KADINLAR TOPLUMSAL YAŞAMDA HAK ETTİĞİ YERDE OLMALI

7 Mart 2018

Tüm dünyada olduğu gibi ülkemizde de toplumsal cinsiyet eşitsizlik nedeniyle kadınlar eğitimden, işgücü piyasasına birçok kamusal alandan uzak tutulmaktadır. Oysa Türkiye nüfusunun yüzde 49,8’ini oluşturan kadınların ekonomik büyüme ve kalkınmanın sağlanması, refahın geniş kesimlere yayılması ve insanca geçim koşullarının sağlanabilmesi için işgücü piyasasında daha fazla yer alması gerekmektedir. Siyasi irade, kadın istihdamını arttırmak için son dönemde ciddi adımlar atsa da kadınların istihdama katılım oranı yüzde 33 ile erkeklerin istihdama katılım oranının yarısından azdır.
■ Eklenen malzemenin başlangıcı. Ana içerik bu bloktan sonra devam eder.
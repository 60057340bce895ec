use std::path::Path;

use serde::Serialize;

use crate::admin::util::{open_images, uuid_string};
use crate::admin::Result;
use crate::engine::FsState;
use crate::fs::{Filesystem, MountOptions};
use crate::storage::chunk::block_group;
use crate::storage::superblock::BackupRoot;
use crate::types::TreeId;

/// Everything `arborfs inspect` prints about an image.
#[derive(Debug, Clone, Serialize)]
pub struct InspectReport {
    /// Fields of the newest superblock.
    pub superblock: SuperblockSection,
    /// Backup-root ring, oldest slot first.
    pub backups: Vec<BackupSection>,
    /// Chunk table in logical order.
    pub chunks: Vec<ChunkSection>,
    /// Member devices.
    pub devices: Vec<DeviceSection>,
    /// Loaded logical trees.
    pub trees: Vec<TreeSection>,
}

#[derive(Debug, Clone, Serialize)]
pub struct SuperblockSection {
    pub fsid: String,
    pub label: String,
    pub generation: u64,
    pub root: u64,
    pub root_level: u8,
    pub chunk_root: u64,
    pub chunk_root_generation: u64,
    pub chunk_root_level: u8,
    pub total_bytes: u64,
    pub bytes_used: u64,
    pub num_devices: u64,
    pub node_size: u32,
    pub sector_size: u32,
    pub cache_generation: u64,
    pub bootstrap_chunks: usize,
}

#[derive(Debug, Clone, Serialize)]
pub struct BackupSection {
    pub slot: usize,
    pub tree_root: u64,
    pub tree_root_gen: u64,
    pub chunk_root: u64,
    pub extent_root: u64,
    pub fs_root: u64,
    pub dev_root: u64,
    pub csum_root: u64,
    pub bytes_used: u64,
}

impl BackupSection {
    fn new(slot: usize, backup: &BackupRoot) -> Self {
        Self {
            slot,
            tree_root: backup.tree_root,
            tree_root_gen: backup.tree_root_gen,
            chunk_root: backup.chunk_root,
            extent_root: backup.extent_root,
            fs_root: backup.fs_root,
            dev_root: backup.dev_root,
            csum_root: backup.csum_root,
            bytes_used: backup.bytes_used,
        }
    }

    /// True for slots no commit has filled yet.
    pub fn is_empty(&self) -> bool {
        self.tree_root_gen == 0
    }
}

#[derive(Debug, Clone, Serialize)]
pub struct ChunkSection {
    pub offset: u64,
    pub length: u64,
    pub kind: &'static str,
    pub profile: String,
    pub used: u64,
    pub free: u64,
    pub has_cache: bool,
    pub stripes: Vec<StripeSection>,
}

#[derive(Debug, Clone, Serialize)]
pub struct StripeSection {
    pub dev_id: u64,
    pub offset: u64,
}

#[derive(Debug, Clone, Serialize)]
pub struct DeviceSection {
    pub dev_id: u64,
    pub uuid: String,
    pub total_bytes: u64,
    pub bytes_used: u64,
    pub unallocated: u64,
}

#[derive(Debug, Clone, Serialize)]
pub struct TreeSection {
    pub id: u64,
    pub name: String,
    pub address: u64,
    pub level: u8,
    pub generation: u64,
    pub items: usize,
}

/// Human name of a tree id.
pub fn tree_name(tree: TreeId) -> String {
    match tree {
        TreeId::ROOT => "root".into(),
        TreeId::EXTENT => "extent".into(),
        TreeId::CHUNK => "chunk".into(),
        TreeId::DEV => "dev".into(),
        TreeId::FS => "fs".into(),
        TreeId::CSUM => "csum".into(),
        other => format!("subvol-{}", other.0),
    }
}

fn chunk_kind(flags: u64) -> &'static str {
    match flags & block_group::TYPE_MASK {
        block_group::DATA => "data",
        block_group::METADATA => "metadata",
        block_group::SYSTEM => "system",
        _ => "mixed",
    }
}

/// Opens the images read-only and describes them.
///
/// # Errors
///
/// Returns an error if an image is missing or the filesystem does not
/// mount.
pub fn inspect<P: AsRef<Path>>(paths: &[P]) -> Result<InspectReport> {
    let devices = open_images(paths)?;
    let fs = Filesystem::open(devices, MountOptions::inspect())?;
    let report = fs.with_state(report_for)?;
    fs.shutdown()?;
    Ok(report)
}

pub(crate) fn report_for(state: &FsState) -> Result<InspectReport> {
    let sb = &state.superblock;
    let superblock = SuperblockSection {
        fsid: uuid_string(&sb.fsid),
        label: sb.label.clone(),
        generation: sb.generation,
        root: sb.root,
        root_level: sb.root_level,
        chunk_root: sb.chunk_root,
        chunk_root_generation: sb.chunk_root_generation,
        chunk_root_level: sb.chunk_root_level,
        total_bytes: sb.total_bytes,
        bytes_used: sb.bytes_used,
        num_devices: sb.num_devices,
        node_size: sb.node_size,
        sector_size: sb.sector_size,
        cache_generation: sb.cache_generation,
        bootstrap_chunks: sb.bootstrap_entries()?.len(),
    };
    let backups = sb
        .backups
        .iter()
        .enumerate()
        .map(|(slot, backup)| BackupSection::new(slot, backup))
        .collect();
    let chunks = state
        .chunks
        .iter()
        .map(|chunk| {
            let chunk = chunk.lock();
            ChunkSection {
                offset: chunk.offset,
                length: chunk.size,
                kind: chunk_kind(chunk.flags),
                profile: chunk.profile().to_string(),
                used: chunk.used,
                free: chunk.free.total(),
                has_cache: chunk.cache.is_some(),
                stripes: chunk
                    .stripes
                    .iter()
                    .map(|stripe| StripeSection {
                        dev_id: stripe.dev_id,
                        offset: stripe.offset,
                    })
                    .collect(),
            }
        })
        .collect();
    let devices = state
        .devices
        .iter()
        .map(|device| DeviceSection {
            dev_id: device.id(),
            uuid: uuid_string(&device.item.uuid),
            total_bytes: device.item.total_bytes,
            bytes_used: device.item.bytes_used,
            unallocated: device.free.total(),
        })
        .collect();
    let mut trees = Vec::with_capacity(state.trees.trees.len());
    for (id, tree) in &state.trees.trees {
        let root = &state.trees.arena[tree.root];
        trees.push(TreeSection {
            id: id.0,
            name: tree_name(*id),
            address: root.effective_address().unwrap_or(0),
            level: root.level,
            generation: root.generation,
            items: state.trees.item_count(*id)?,
        });
    }
    Ok(InspectReport {
        superblock,
        backups,
        chunks,
        devices,
        trees,
    })
}
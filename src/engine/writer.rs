//! Node serialization and batched dispatch.
//!
//! Dirty nodes are encoded at their new addresses, sorted, and merged into
//! runs of contiguous bytes inside one chunk. Runs are handed to the dispatch
//! context as one batch; writes that share a parity row with the previous run
//! are held back and issued one by one after the batch completes.

use tracing::{debug, trace, warn};

use super::Transaction;
use crate::primitives::io::DispatchContext;
use crate::storage::arena::codec::encode_node;
use crate::storage::arena::{NodeId, NODE_FLAG_MIXED_BACKREF, NODE_FLAG_WRITTEN};
use crate::storage::chunk::Chunk;
use crate::storage::stripe::{parity_row, submit_write, write_parity};
use crate::types::{ArborError, Result};

/// A contiguous logical write.
#[derive(Clone, Debug, PartialEq, Eq)]
pub struct WriteRun {
    /// Logical start address.
    pub address: u64,
    /// Index of the chunk holding the run.
    pub chunk: usize,
    /// Bytes to write.
    pub data: Vec<u8>,
    /// Shares a parity row with the preceding run.
    pub overlap: bool,
}

impl WriteRun {
    fn end(&self) -> u64 {
        self.address + self.data.len() as u64
    }
}

/// Sorts `writes` by address and merges contiguous writes of one chunk.
pub fn coalesce(mut writes: Vec<WriteRun>) -> Vec<WriteRun> {
    writes.sort_by_key(|w| w.address);
    let mut runs: Vec<WriteRun> = Vec::with_capacity(writes.len());
    for write in writes {
        match runs.last_mut() {
            Some(last) if last.chunk == write.chunk && last.end() == write.address => {
                last.data.extend_from_slice(&write.data);
            }
            _ => runs.push(write),
        }
    }
    runs
}

/// Flags runs of parity chunks whose first parity row equals that of the
/// preceding run in the same chunk.
pub fn mark_overlaps(runs: &mut [WriteRun], chunks: &[&Chunk]) {
    let mut previous: Option<(usize, u64)> = None;
    for run in runs.iter_mut() {
        let chunk = chunks[run.chunk];
        if !chunk.profile().is_parity() {
            previous = None;
            continue;
        }
        let row = parity_row(chunk, run.address);
        run.overlap = previous == Some((run.chunk, row));
        previous = Some((run.chunk, parity_row(chunk, run.end() - 1)));
    }
}

impl Transaction<'_> {
    /// Points every parent at the new address and generation of its dirty
    /// children, lowest level first.
    fn refresh_parent_pointers(&mut self) -> Result<()> {
        let generation = self.generation();
        let Some(max) = self.state.trees.arena.max_dirty_level() else {
            return Ok(());
        };
        for level in 0..=max {
            for id in self.state.trees.arena.dirty_at_level(level) {
                let node = &self.state.trees.arena[id];
                let Some(parent) = node.parent else {
                    continue;
                };
                let address = node.new_address.ok_or_else(|| unaddressed(id))?;
                let key = node.first_key();
                let slot = self.state.trees.arena[parent]
                    .slot_of_child(id)
                    .ok_or_else(|| ArborError::Inconsistent("child missing from parent".into()))?;
                let item = &mut self.state.trees.arena[parent].items[slot];
                if let Some(key) = key {
                    item.key = key;
                }
                if let Some(ptr) = item.pointer_mut() {
                    ptr.address = address;
                    ptr.generation = generation;
                }
            }
        }
        Ok(())
    }

    /// Serializes every dirty node and cache blob and writes them out.
    ///
    /// Returns the number of nodes written. Devices are synced before
    /// returning.
    pub fn write_trees(&mut self) -> Result<usize> {
        self.refresh_parent_pointers()?;
        let generation = self.generation();
        let node_size = self.state.superblock.node_size;

        let mut writes = Vec::new();
        let dirty: Vec<NodeId> = self
            .state
            .trees
            .arena
            .iter()
            .filter(|(_, n)| n.dirty)
            .map(|(id, _)| id)
            .collect();
        for id in &dirty {
            let node = &mut self.state.trees.arena[*id];
            let address = node.new_address.ok_or_else(|| unaddressed(*id))?;
            node.flags |= NODE_FLAG_MIXED_BACKREF | NODE_FLAG_WRITTEN;
            node.generation = generation;
            let data = encode_node(node, address, generation, &self.state.stamp, node_size)?;
            writes.push(WriteRun {
                address,
                chunk: self.state.chunk_for(address)?,
                data,
                overlap: false,
            });
        }
        for (address, data) in self.state.cache_blobs()? {
            writes.push(WriteRun {
                address,
                chunk: self.state.chunk_for(address)?,
                data,
                overlap: false,
            });
        }

        let mut runs = coalesce(writes);
        {
            let guards: Vec<_> = self.state.chunks.iter().map(|c| c.lock()).collect();
            let chunks: Vec<&Chunk> = guards.iter().map(|g| &**g).collect();
            mark_overlaps(&mut runs, &chunks);
        }
        debug!(
            nodes = dirty.len(),
            runs = runs.len(),
            held_back = runs.iter().filter(|r| r.overlap).count(),
            "writer.batch"
        );

        let mut ctx = DispatchContext::new();
        let mut failed = None;
        for run in runs.iter().filter(|r| !r.overlap) {
            if let Err(err) = self.issue(&mut ctx, run) {
                failed = Some(err);
                break;
            }
        }
        let waited = ctx.wait();
        if let Some(err) = failed {
            warn!(error = %err, "writer.submit_failed");
            return Err(err);
        }
        waited?;

        for run in runs.iter().filter(|r| r.overlap) {
            let mut ctx = DispatchContext::new();
            self.issue(&mut ctx, run)?;
            ctx.wait()?;
            trace!(address = run.address, "writer.overlap_written");
        }

        for device in &self.state.devices {
            device.io.sync_all()?;
        }
        Ok(dirty.len())
    }

    fn issue(&self, ctx: &mut DispatchContext, run: &WriteRun) -> Result<()> {
        let chunk = self.state.chunks[run.chunk].lock();
        if chunk.profile().is_parity() {
            write_parity(&chunk, &self.state.devices, run.address, &run.data)
        } else {
            submit_write(&chunk, &self.state.devices, ctx, run.address, &run.data)
        }
    }
}

fn unaddressed(id: NodeId) -> ArborError {
    ArborError::Inconsistent(format!("dirty node {id:?} has no address"))
}
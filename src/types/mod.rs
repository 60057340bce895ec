//! Identifiers, item keys and the crate-wide error type.

#![forbid(unsafe_code)]

use std::fmt;

pub mod checksum;

/// Identifier of a logical tree (the objectid of its root item).
#[derive(Copy, Clone, Eq, PartialEq, Ord, PartialOrd, Hash, Debug)]
pub struct TreeId(pub u64);

impl TreeId {
    /// Tree of root items for every other tree.
    pub const ROOT: TreeId = TreeId(1);
    /// Extent (allocation/reference) tree.
    pub const EXTENT: TreeId = TreeId(2);
    /// Chunk mapping tree; its root lives in the superblock.
    pub const CHUNK: TreeId = TreeId(3);
    /// Per-device extent tree.
    pub const DEV: TreeId = TreeId(4);
    /// Default file tree.
    pub const FS: TreeId = TreeId(5);
    /// Data checksum tree.
    pub const CSUM: TreeId = TreeId(7);
    /// First objectid available to subvolume trees.
    pub const FIRST_SUBVOLUME: u64 = 256;

    /// Returns true for the two trees whose roots are published through the
    /// superblock instead of a root item.
    pub fn is_superblock_rooted(self) -> bool {
        self == TreeId::ROOT || self == TreeId::CHUNK
    }
}

impl fmt::Display for TreeId {
    fn fmt(&self, f: &mut fmt::Formatter<'_>) -> fmt::Result {
        write!(f, "{}", self.0)
    }
}

/// Item type discriminants stored in [`Key::item_type`].
pub mod item_type {
    /// Inode record.
    pub const INODE_ITEM: u8 = 0x01;
    /// Back-reference from an inode to its parent directory.
    pub const INODE_REF: u8 = 0x0c;
    /// Extended attribute.
    pub const XATTR_ITEM: u8 = 0x18;
    /// Directory entry hashed by name.
    pub const DIR_ITEM: u8 = 0x54;
    /// Directory entry keyed by insertion index.
    pub const DIR_INDEX: u8 = 0x60;
    /// File extent mapping.
    pub const EXTENT_DATA: u8 = 0x6c;
    /// Run of data checksums.
    pub const EXTENT_CSUM: u8 = 0x80;
    /// Root record of a logical tree.
    pub const ROOT_ITEM: u8 = 0x84;
    /// Extent record keyed by byte size.
    pub const EXTENT_ITEM: u8 = 0xa8;
    /// Skinny tree-block extent record keyed by level.
    pub const METADATA_ITEM: u8 = 0xa9;
    /// Inline reference: tree block owned by a root.
    pub const TREE_BLOCK_REF: u8 = 0xb0;
    /// Inline reference: data owned by (root, inode, offset).
    pub const EXTENT_DATA_REF: u8 = 0xb2;
    /// Legacy standalone reference record.
    pub const EXTENT_REF_V0: u8 = 0xb4;
    /// Inline reference: tree block shared through a parent block.
    pub const SHARED_BLOCK_REF: u8 = 0xb6;
    /// Inline reference: data shared through a parent block.
    pub const SHARED_DATA_REF: u8 = 0xb8;
    /// Per-chunk usage record.
    pub const BLOCK_GROUP_ITEM: u8 = 0xc0;
    /// Physical range of a device owned by a chunk.
    pub const DEV_EXTENT: u8 = 0xcc;
    /// Device description.
    pub const DEV_ITEM: u8 = 0xd8;
    /// Chunk mapping.
    pub const CHUNK_ITEM: u8 = 0xe4;
}

/// Well-known objectids that are not tree ids.
pub mod objectid {
    /// Objectid of device items in the chunk tree.
    pub const DEV_ITEMS: u64 = 1;
    /// Objectid of chunk items in the chunk tree.
    pub const FIRST_CHUNK_TREE: u64 = 256;
    /// Objectid under which checksum items are stored.
    pub const CSUM: u64 = (-10i64) as u64;
    /// Objectid of free-space cache headers in the root tree.
    pub const FREE_SPACE: u64 = (-11i64) as u64;
    /// First inode number handed to regular files.
    pub const FIRST_FREE: u64 = 256;
}

/// Ordered key of a tree item.
#[derive(Copy, Clone, Eq, PartialEq, Ord, PartialOrd, Hash, Debug, Default)]
pub struct Key {
    /// Primary ordering component.
    pub objectid: u64,
    /// Item type discriminant, see [`item_type`].
    pub item_type: u8,
    /// Type-specific offset.
    pub offset: u64,
}

impl Key {
    /// Encoded length of a key.
    pub const LEN: usize = 17;
    /// Greatest possible key.
    pub const MAX: Key = Key {
        objectid: u64::MAX,
        item_type: u8::MAX,
        offset: u64::MAX,
    };

    /// Builds a key from its components.
    pub const fn new(objectid: u64, item_type: u8, offset: u64) -> Self {
        Self {
            objectid,
            item_type,
            offset,
        }
    }

    /// Writes the little-endian encoding into `dst[..17]`.
    pub fn encode(&self, dst: &mut [u8]) {
        dst[0..8].copy_from_slice(&self.objectid.to_le_bytes());
        dst[8] = self.item_type;
        dst[9..17].copy_from_slice(&self.offset.to_le_bytes());
    }

    /// Reads a key from `src[..17]`.
    pub fn decode(src: &[u8]) -> Result<Self> {
        if src.len() < Self::LEN {
            return Err(ArborError::Corruption("key truncated"));
        }
        Ok(Self {
            objectid: read_u64(src, 0),
            item_type: src[8],
            offset: read_u64(src, 9),
        })
    }
}

impl fmt::Display for Key {
    fn fmt(&self, f: &mut fmt::Formatter<'_>) -> fmt::Result {
        write!(
            f,
            "({:#x}, {:#04x}, {:#x})",
            self.objectid, self.item_type, self.offset
        )
    }
}

pub(crate) fn read_u64(src: &[u8], at: usize) -> u64 {
    let mut raw = [0u8; 8];
    raw.copy_from_slice(&src[at..at + 8]);
    u64::from_le_bytes(raw)
}

pub(crate) fn read_u32(src: &[u8], at: usize) -> u32 {
    let mut raw = [0u8; 4];
    raw.copy_from_slice(&src[at..at + 4]);
    u32::from_le_bytes(raw)
}

pub(crate) fn read_u16(src: &[u8], at: usize) -> u16 {
    let mut raw = [0u8; 2];
    raw.copy_from_slice(&src[at..at + 2]);
    u16::from_le_bytes(raw)
}

/// Errors produced by the filesystem engine.
#[derive(thiserror::Error, Debug)]
pub enum ArborError {
    /// Underlying I/O failure.
    #[error("IO: {0}")]
    Io(#[from] std::io::Error),
    /// A write to a specific device failed.
    #[error("write to device {dev_id} failed: {source}")]
    DeviceWrite {
        /// Failing device.
        dev_id: u64,
        /// Error reported by the device.
        #[source]
        source: std::io::Error,
    },
    /// On-disk data failed validation.
    #[error("corruption: {0}")]
    Corruption(&'static str),
    /// Caller supplied an invalid argument.
    #[error("invalid argument: {0}")]
    Invalid(&'static str),
    /// A requested item does not exist.
    #[error("not found")]
    NotFound,
    /// Disk or metadata space is exhausted.
    #[error("no space: {0}")]
    NoSpace(&'static str),
    /// An in-memory invariant was found broken.
    #[error("internal inconsistency: {0}")]
    Inconsistent(String),
    /// The on-disk layout uses a feature this build cannot handle.
    #[error("unsupported: {0}")]
    Unsupported(&'static str),
    /// The filesystem is mounted read-only.
    #[error("filesystem is read-only")]
    ReadOnly,
}

impl ArborError {
    /// Returns true for errors that a later commit attempt may not hit again.
    pub fn is_resource_exhaustion(&self) -> bool {
        matches!(self, ArborError::NoSpace(_))
    }
}

/// Result alias used throughout the crate.
pub type Result<T> = std::result::Result<T, ArborError>;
İstihdam edileler kadınlar ise çoğunlukla, kayıt dışı sektörde ve eve iş verme, yarı zamanlı çalışma gibi esnek çalışma modelleri ile emek yoğun, düşük ücretle, sosyal güvenceden ve örgütlenmeden yoksun çalışmaktadır.  Ayrıca, eşit değerde iş için eşit ücret alamamaktadır. Eğitimde fırsat eşitliğinin tam olarak sağlanamaması yanında, kadına yönelik şiddet nedeniyle da toplumda ciddi mağduriyet yaşayan kadınlar, eğitim ve istihdam başta olmak üzere çağdaş yaşama katılımı engelleyen tüm unsurların bir an önce ortadan kakmasını beklemektedir.

Bundan 161 yıl önce 1857 yılında insan onuruna yakışmayan çalışma koşullarını direnen 129 kadının fabrikada yanarak hayatını kaybettiği acının günü olan 8 Mart Dünya Emekçi Kadınlar Günü, kadını ezilen, dışlanan ve hor görülen olmaktan çıkararak, toplumda hak ettiği değere kavuşturmak için politikaların geliştirilmesine vesile olmalıdır.

Türk Harb-İş Sendikası Genel Yönetim Kurulu olarak, kadınların toplumsal yaşamda insan onuruna yaraşır yaşam koşullarına sahip, karar alma mekanizmalarında etkin, eğitimde ve işgücü piyasasında dezavantajlı grup olarak görülen değil fırsat eşitliği olan, işyerlerinde çok fazla karşılaşılan mobbing dâhil her türlü şiddetten uzak bireyler olarak yaşamalarını sağlayacak yasal düzlenmeler ve toplumsal bilincin oluşturulması noktasında atılacak tüm adımları desteklediğinizi belirtirken, bölgemizde yaşanan savaş nedeniyle vatan topraklarını savununken evladını şehit veren veya şehit olan kadınlarımız başta olmak üzere dünyada milyonlarca kadının savaş nedeniyle hayatını kaybetmesi veya evini, ülkesini terk etmek zorunda bırakılmasını şiddetle kınıyoruz. Savaş ve terör mağduriyetlerin giderilmesi için barışın biran önce tüm dünyada hâkim olmasını talebimizi yenilerken, sorunların değil barışın, huzurun ve yeni hedeflerle birlikte aydınlık geleceğin konuşulduğu 8 Mart Dünya Emekçi Kadınlar Günlerine en kısa zamanda kavuşmayı diliyoruz.